*EXERCISE DETAILS*:
Go through the listing below and gather every line with the word "usize".

*RECORDS SUPPLIED*:
□ □ □
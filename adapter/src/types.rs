//! Public types consumed by editor integrations.
//!
//! These types define the interface between `cmbridge-adapter` and its host.
//! The host constructs [`CompilerConfig`], receives [`AdapterEvent`]s, and reads
//! [`DiagnosticsSnapshot`]s.

use std::path::{Path, PathBuf};
use std::time::Duration;

use regex::Regex;
use serde::Deserialize;

use cmbridge_types::CmDiagnostic;

use crate::error::AdapterError;

const DEFAULT_STARTUP_TIMEOUT_MS: u64 = 30_000;
const DEFAULT_WATCH_TIMEOUT_MS: u64 = 2_000;

/// Configuration for the cm compiler subprocess.
#[derive(Debug, Clone, Deserialize)]
#[serde(default)]
pub struct CompilerConfig {
    /// Compiler executable, resolved through `PATH`.
    pub program: String,
    /// Extra arguments for the compiler executable.
    pub args: Vec<String>,
    /// cm installation root. Working directory of the subprocess.
    pub cm_root: PathBuf,
    /// Project root holding the `custom` template tree. Defaults to `cm_root`.
    pub cm_path: Option<PathBuf>,
    /// Root for relative paths in compiler diagnostics. Defaults to `cm_root`.
    pub diagnostics_root: Option<PathBuf>,
    pub git_mode: bool,
    pub arch: String,
    pub debug: bool,
    /// Clear the output view before each build-like command.
    pub clear_output_on_build: bool,
    /// Output line signalling the compiler accepts commands. `None` means
    /// ready as soon as the process is spawned.
    pub ready_pattern: Option<String>,
    pub startup_timeout_ms: u64,
    /// Deadline for statement and definition watches.
    pub watch_timeout_ms: u64,
    /// Destination of the output log. Defaults to a file in the temp dir.
    pub output_file: Option<PathBuf>,
    pub clean_program: String,
    pub clean_args: Vec<String>,
}

impl Default for CompilerConfig {
    fn default() -> Self {
        Self {
            program: "cm".to_string(),
            args: Vec::new(),
            cm_root: PathBuf::from("."),
            cm_path: None,
            diagnostics_root: None,
            git_mode: false,
            arch: "x64".to_string(),
            debug: false,
            clear_output_on_build: true,
            ready_pattern: None,
            startup_timeout_ms: DEFAULT_STARTUP_TIMEOUT_MS,
            watch_timeout_ms: DEFAULT_WATCH_TIMEOUT_MS,
            output_file: None,
            clean_program: "make".to_string(),
            clean_args: vec!["clean-cm".to_string()],
        }
    }
}

impl CompilerConfig {
    #[must_use]
    pub fn project_root(&self) -> &Path {
        self.cm_path.as_deref().unwrap_or(&self.cm_root)
    }

    #[must_use]
    pub fn diagnostics_root(&self) -> &Path {
        self.diagnostics_root.as_deref().unwrap_or(&self.cm_root)
    }

    #[must_use]
    pub fn startup_timeout(&self) -> Duration {
        Duration::from_millis(self.startup_timeout_ms)
    }

    #[must_use]
    pub fn watch_timeout(&self) -> Duration {
        Duration::from_millis(self.watch_timeout_ms)
    }

    #[must_use]
    pub fn output_file_path(&self) -> PathBuf {
        self.output_file
            .clone()
            .unwrap_or_else(|| std::env::temp_dir().join("cmbridge-output.log"))
    }
}

/// Observable lifecycle state of the compiler subprocess.
#[derive(Debug, Clone, Copy, PartialEq, Eq)]
pub enum SessionState {
    Stopped,
    Starting,
    Running,
}

/// Why a session ended without being asked to.
#[derive(Debug, Clone, PartialEq, Eq)]
pub enum SessionStopReason {
    Exited,
    Failed(String),
}

/// An event emitted towards the editor.
#[derive(Debug, Clone, PartialEq)]
pub enum AdapterEvent {
    /// A complete line for the output view.
    Output(String),
    OutputCleared,
    /// Full diagnostics list for one file (replaces earlier lists).
    Diagnostics {
        path: PathBuf,
        items: Vec<CmDiagnostic>,
    },
    DiagnosticsCleared,
    /// Short user-visible message.
    Notification(String),
    SessionStopped { reason: SessionStopReason },
}

/// A unit of code sent to the compiler whose outcome is read from its output.
#[derive(Debug, Clone)]
pub struct CodeStatement {
    pub code: String,
    /// Start the compiler if it isn't running. Otherwise the statement is skipped.
    pub start: bool,
    pub success: Regex,
    pub failure: Option<Regex>,
    /// Keep the output view as is.
    pub do_not_clear: bool,
}

impl CodeStatement {
    pub fn new(code: impl Into<String>, success: &str) -> Result<Self, AdapterError> {
        Ok(Self {
            code: code.into(),
            start: true,
            success: compile_pattern(success)?,
            failure: None,
            do_not_clear: false,
        })
    }

    pub fn with_failure(mut self, failure: &str) -> Result<Self, AdapterError> {
        self.failure = Some(compile_pattern(failure)?);
        Ok(self)
    }

    #[must_use]
    pub fn without_start(mut self) -> Self {
        self.start = false;
        self
    }

    #[must_use]
    pub fn keep_output(mut self) -> Self {
        self.do_not_clear = true;
        self
    }
}

#[derive(Debug, Clone, PartialEq, Eq)]
pub enum StatementOutcome {
    /// The success pattern matched this line.
    Matched(String),
    /// The compiler wasn't running and the statement didn't ask to start it.
    Skipped,
}

pub(crate) fn compile_pattern(pattern: &str) -> Result<Regex, AdapterError> {
    Regex::new(pattern).map_err(|source| AdapterError::InvalidPattern {
        pattern: pattern.to_string(),
        source,
    })
}

/// Immutable snapshot of all diagnostics.
///
/// Counts are computed from `files`; there is no cached total to keep in sync.
#[derive(Debug, Clone, Default)]
pub struct DiagnosticsSnapshot {
    /// Per-file diagnostics, sorted with error-containing files first.
    files: Vec<(PathBuf, Vec<CmDiagnostic>)>,
}

impl DiagnosticsSnapshot {
    pub(crate) fn new(files: Vec<(PathBuf, Vec<CmDiagnostic>)>) -> Self {
        Self { files }
    }

    #[must_use]
    pub fn files(&self) -> &[(PathBuf, Vec<CmDiagnostic>)] {
        &self.files
    }

    #[must_use]
    pub fn is_empty(&self) -> bool {
        self.files.is_empty()
    }

    #[must_use]
    pub fn error_count(&self) -> usize {
        self.files
            .iter()
            .flat_map(|(_, items)| items)
            .filter(|d| d.severity().is_error())
            .count()
    }

    #[must_use]
    pub fn warning_count(&self) -> usize {
        self.total_count() - self.error_count()
    }

    #[must_use]
    pub fn total_count(&self) -> usize {
        self.files.iter().map(|(_, items)| items.len()).sum()
    }

    /// Compact status string like "E:3 W:5".
    #[must_use]
    pub fn status_string(&self) -> String {
        if self.is_empty() {
            return String::new();
        }
        format!("E:{} W:{}", self.error_count(), self.warning_count())
    }
}
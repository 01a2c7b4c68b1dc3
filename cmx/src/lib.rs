//! cmx preprocessing.
//!
//! Templates (`.cmx`) under a project's `custom` tree carry markers such as
//! `$dynamicPackageName`. [`CmxCompiler`] rewrites them into the `.cm` files
//! the cm compiler consumes, deriving every replacement from the template's
//! directory relative to the project root ([`PackageName`]).

mod compiler;
mod package;
pub mod rules;

pub use compiler::{CUSTOM_DIR, CmxCompiler, CmxError, has_template};
pub use package::PackageName;
pub use rules::SubstitutionRule;
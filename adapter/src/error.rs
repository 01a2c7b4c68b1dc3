use std::io;
use std::path::PathBuf;
use std::time::Duration;

use thiserror::Error;

use cmbridge_cmx::CmxError;

#[derive(Debug, Error)]
pub enum AdapterError {
    #[error("failed to start cm compiler: {0}")]
    Start(String),

    #[error(transparent)]
    Preprocess(#[from] CmxError),

    #[error("no matching output within {}ms", .0.as_millis())]
    Timeout(Duration),

    #[error("output watch replaced by a newer request")]
    Superseded,

    #[error("compiler session ended before output matched")]
    SessionEnded,

    #[error("statement failed: {0}")]
    StatementFailed(String),

    #[error("cm compiler is not running")]
    NotRunning,

    #[error("unrecognised definition reply: {0}")]
    Definition(String),

    #[error("clean command failed: {0}")]
    Clean(#[source] io::Error),

    #[error("{}: {source}", path.display())]
    Io {
        path: PathBuf,
        #[source]
        source: io::Error,
    },

    #[error("invalid output pattern {pattern:?}: {source}")]
    InvalidPattern {
        pattern: String,
        #[source]
        source: regex::Error,
    },
}
//! Extractor trait for pulling resources out of a source

use eyre::Result;

/// Extractor trait for extracting items from a source
///
/// Implementors define how to extract items from sources like:
/// - FHIR server endpoints
/// - Local NDJSON files
///
/// # Example
/// ```no_run
/// use fhir_loader::etl::Extractor;
/// use eyre::Result;
/// use std::path::PathBuf;
///
/// struct FileExtractor {
///     path: PathBuf,
/// }
///
/// impl Extractor for FileExtractor {
///     type Item = String;
///
///     async fn extract(&self) -> Result<Vec<Self::Item>> {
///         Ok(vec![std::fs::read_to_string(&self.path)?])
///     }
/// }
/// ```
pub trait Extractor: Send + Sync {
    /// The type of items extracted
    type Item: Send;

    /// Extract items from the source
    ///
    /// # Errors
    /// Returns an error if extraction fails (network, I/O, parsing, etc.)
    fn extract(&self) -> impl std::future::Future<Output = Result<Vec<Self::Item>>> + Send;
}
□ □ □
*EXPECTED OUTPUT*:
    pub fn error_count(&self) -> usize {
    pub fn warning_count(&self) -> usize {
    pub fn total_count(&self) -> usize {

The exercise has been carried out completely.